Exercise material:
○ ○ ○

//! Tensor-product evaluation over precomputed derivative tables.
//!
//! For a field on `k` axes the Hermite methods keep `2^k` tables indexed by
//! an axis bitmask: table `A` holds the mixed derivative of the samples with
//! respect to every axis in `A`, estimated one axis at a time with the
//! method's slope rule. A query contracts the per-axis cell weights against
//! the `2^k` corners of its cell in every table.

use ndarray::{ArrayD, ArrayViewD, Axis, IxDyn, Zip};
use tracing::debug;

use super::basis::{axis_weights, AxisWeights, Family};
use super::common::locate;
use super::grid::AxisLayout;
use super::method::Method;
use super::slopes::SlopeRule;
use crate::logging::log_timed_operation;

/// Largest supported number of axes.
pub(crate) const MAX_DIMS: usize = 3;

/// A spline field ready for evaluation.
#[derive(Debug, Clone)]
pub(crate) struct TensorSpline {
    family: Family,
    rule: Option<SlopeRule>,
    axes: Vec<AxisLayout>,
    tables: Vec<ArrayD<f64>>,
}

/// Adjoints of one evaluated quantity.
#[derive(Debug, Clone)]
pub(crate) struct Reverse {
    pub value: f64,
    /// With respect to each user sample.
    pub samples: ArrayD<f64>,
    /// With respect to each user node, per axis.
    pub nodes: Vec<Vec<f64>>,
}

/// Cell indices and axis weights of one query.
struct Stencil {
    index: [usize; MAX_DIMS],
    weights: [AxisWeights; MAX_DIMS],
}

impl TensorSpline {
    /// Build the derivative tables for `samples`, laid out on the user grid.
    pub fn new(
        method: Method,
        tension: f64,
        axes: Vec<AxisLayout>,
        samples: ArrayViewD<f64>,
    ) -> Self {
        let mut working = samples.to_owned();
        for (a, axis) in axes.iter().enumerate() {
            if axis.period.is_some() {
                working = working.select(Axis(a), &axis.source);
            }
        }

        let rule = SlopeRule::for_method(method, tension);
        let tables =
            log_timed_operation("derivative_tables", || build_tables(rule, &axes, working));
        debug!(
            method = %method,
            tables = tables.len(),
            shape = ?tables[0].shape(),
            "Built derivative tables"
        );

        Self {
            family: method.into(),
            rule,
            axes,
            tables,
        }
    }

    pub fn axes(&self) -> &[AxisLayout] {
        &self.axes
    }

    fn ndim(&self) -> usize {
        self.axes.len()
    }

    fn stencil(&self, coords: &[f64], orders: &[usize]) -> Stencil {
        let mut stencil = Stencil {
            index: [0; MAX_DIMS],
            weights: [AxisWeights::default(); MAX_DIMS],
        };
        for (a, axis) in self.axes.iter().enumerate() {
            let cell = locate(&axis.nodes, coords[a]);
            stencil.index[a] = cell.index;
            stencil.weights[a] = axis_weights(self.family, &cell, orders[a]);
        }
        stencil
    }

    /// Mixed derivative of order `orders[a]` along each axis at working
    /// coordinates `coords`.
    pub fn evaluate(&self, coords: &[f64], orders: &[usize]) -> f64 {
        let k = self.ndim();
        let stencil = self.stencil(coords, orders);
        let weights = &stencil.weights[..k];

        let mut idx = [0usize; MAX_DIMS];
        let mut total = 0.0;
        for corner in 0..1usize << k {
            corner_index(&stencil.index[..k], corner, &mut idx);
            for (mask, table) in self.tables.iter().enumerate() {
                let w = term_weight(weights, corner, mask, None);
                if w != 0.0 {
                    total += w * table[&idx[..k]];
                }
            }
        }
        total
    }

    /// Evaluate and differentiate with respect to every sample and node.
    pub fn reverse(&self, coords: &[f64], orders: &[usize]) -> Reverse {
        let k = self.ndim();
        let stencil = self.stencil(coords, orders);
        let weights = &stencil.weights[..k];

        let mut bars: Vec<ArrayD<f64>> = self
            .tables
            .iter()
            .map(|t| ArrayD::zeros(t.raw_dim()))
            .collect();
        let mut node_bars: Vec<Vec<f64>> = self
            .axes
            .iter()
            .map(|axis| vec![0.0; axis.nodes.len()])
            .collect();

        // Contraction: seed table adjoints and collect the cell-weight terms.
        let mut idx = [0usize; MAX_DIMS];
        let mut value = 0.0;
        for corner in 0..1usize << k {
            corner_index(&stencil.index[..k], corner, &mut idx);
            for (mask, table) in self.tables.iter().enumerate() {
                let entry = table[&idx[..k]];
                let w = term_weight(weights, corner, mask, None);
                if w != 0.0 {
                    value += w * entry;
                }
                bars[mask][&idx[..k]] += w;

                for a in 0..k {
                    let others = term_weight(weights, corner, mask, Some(a)) * entry;
                    if others == 0.0 {
                        continue;
                    }
                    let slope = mask >> a & 1 == 1;
                    let c = corner >> a & 1;
                    let i = stencil.index[a];
                    node_bars[a][i] += weights[a].d_left.get(slope, c) * others;
                    node_bars[a][i + 1] += weights[a].d_right.get(slope, c) * others;
                }
            }
        }

        // Tables: walk each table back onto the table it was estimated from.
        if let Some(rule) = self.rule {
            for mask in (1..self.tables.len()).rev() {
                let axis = highest_axis(mask);
                let parent = mask ^ (1 << axis);
                let (lo, hi) = bars.split_at_mut(mask);
                let nodes = &self.axes[axis].nodes;
                let x_bar = &mut node_bars[axis];
                let mut f_bar = vec![0.0; nodes.len()];

                Zip::from(hi[0].lanes(Axis(axis)))
                    .and(self.tables[parent].lanes(Axis(axis)))
                    .and(self.tables[mask].lanes(Axis(axis)))
                    .and(lo[parent].lanes_mut(Axis(axis)))
                    .for_each(|m_bar, f, m, mut parent_bar| {
                        if m_bar.iter().all(|&v| v == 0.0) {
                            return;
                        }
                        f_bar.iter_mut().for_each(|v| *v = 0.0);
                        rule.adjoint(
                            nodes,
                            &f.to_vec(),
                            &m.to_vec(),
                            &m_bar.to_vec(),
                            &mut f_bar,
                            x_bar.as_mut_slice(),
                        );
                        for (dst, src) in parent_bar.iter_mut().zip(&f_bar) {
                            *dst += src;
                        }
                    });
            }
        }

        let samples = self.fold_samples(bars.swap_remove(0));
        let nodes = self
            .axes
            .iter()
            .zip(&node_bars)
            .map(|(axis, working)| {
                let mut user = vec![0.0; axis.len];
                axis.fold_nodes(working, &mut user);
                user
            })
            .collect();

        Reverse {
            value,
            samples,
            nodes,
        }
    }

    /// Sum working-sample adjoints onto the user samples they were copied from.
    fn fold_samples(&self, working: ArrayD<f64>) -> ArrayD<f64> {
        let mut arr = working;
        for (a, axis) in self.axes.iter().enumerate() {
            if axis.period.is_none() {
                continue;
            }
            let mut shape = arr.shape().to_vec();
            shape[a] = axis.len;
            let mut out = ArrayD::zeros(IxDyn(&shape));
            for (j, &src) in axis.source.iter().enumerate() {
                let mut dst = out.index_axis_mut(Axis(a), src);
                dst += &arr.index_axis(Axis(a), j);
            }
            arr = out;
        }
        arr
    }
}

fn build_tables(
    rule: Option<SlopeRule>,
    axes: &[AxisLayout],
    samples: ArrayD<f64>,
) -> Vec<ArrayD<f64>> {
    let Some(rule) = rule else {
        return vec![samples];
    };

    let k = axes.len();
    let mut tables = Vec::with_capacity(1 << k);
    tables.push(samples);
    for mask in 1..1usize << k {
        let axis = highest_axis(mask);
        let parent = &tables[mask ^ (1 << axis)];
        let nodes = &axes[axis].nodes;
        let mut table = ArrayD::zeros(parent.raw_dim());
        let mut m = vec![0.0; nodes.len()];

        Zip::from(table.lanes_mut(Axis(axis)))
            .and(parent.lanes(Axis(axis)))
            .for_each(|mut out, f| {
                rule.estimate(nodes, &f.to_vec(), &mut m);
                for (dst, src) in out.iter_mut().zip(&m) {
                    *dst = *src;
                }
            });
        tables.push(table);
    }
    tables
}

fn highest_axis(mask: usize) -> usize {
    (usize::BITS - 1 - mask.leading_zeros()) as usize
}

fn corner_index(base: &[usize], corner: usize, out: &mut [usize; MAX_DIMS]) {
    for (a, &i) in base.iter().enumerate() {
        out[a] = i + (corner >> a & 1);
    }
}

/// Product of the axis weights of one term, leaving out `skip`.
fn term_weight(weights: &[AxisWeights], corner: usize, mask: usize, skip: Option<usize>) -> f64 {
    let mut w = 1.0;
    for (a, axis) in weights.iter().enumerate() {
        if Some(a) == skip {
            continue;
        }
        w *= axis.weights.get(mask >> a & 1 == 1, corner >> a & 1);
    }
    w
}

○ ○ ○

Exercise requirements: Would you copy all lines in the records where the string "AxisLayout" appears?

Reply:
use super::grid::AxisLayout;
    axes: Vec<AxisLayout>,
        axes: Vec<AxisLayout>,
    pub fn axes(&self) -> &[AxisLayout] {
    axes: &[AxisLayout],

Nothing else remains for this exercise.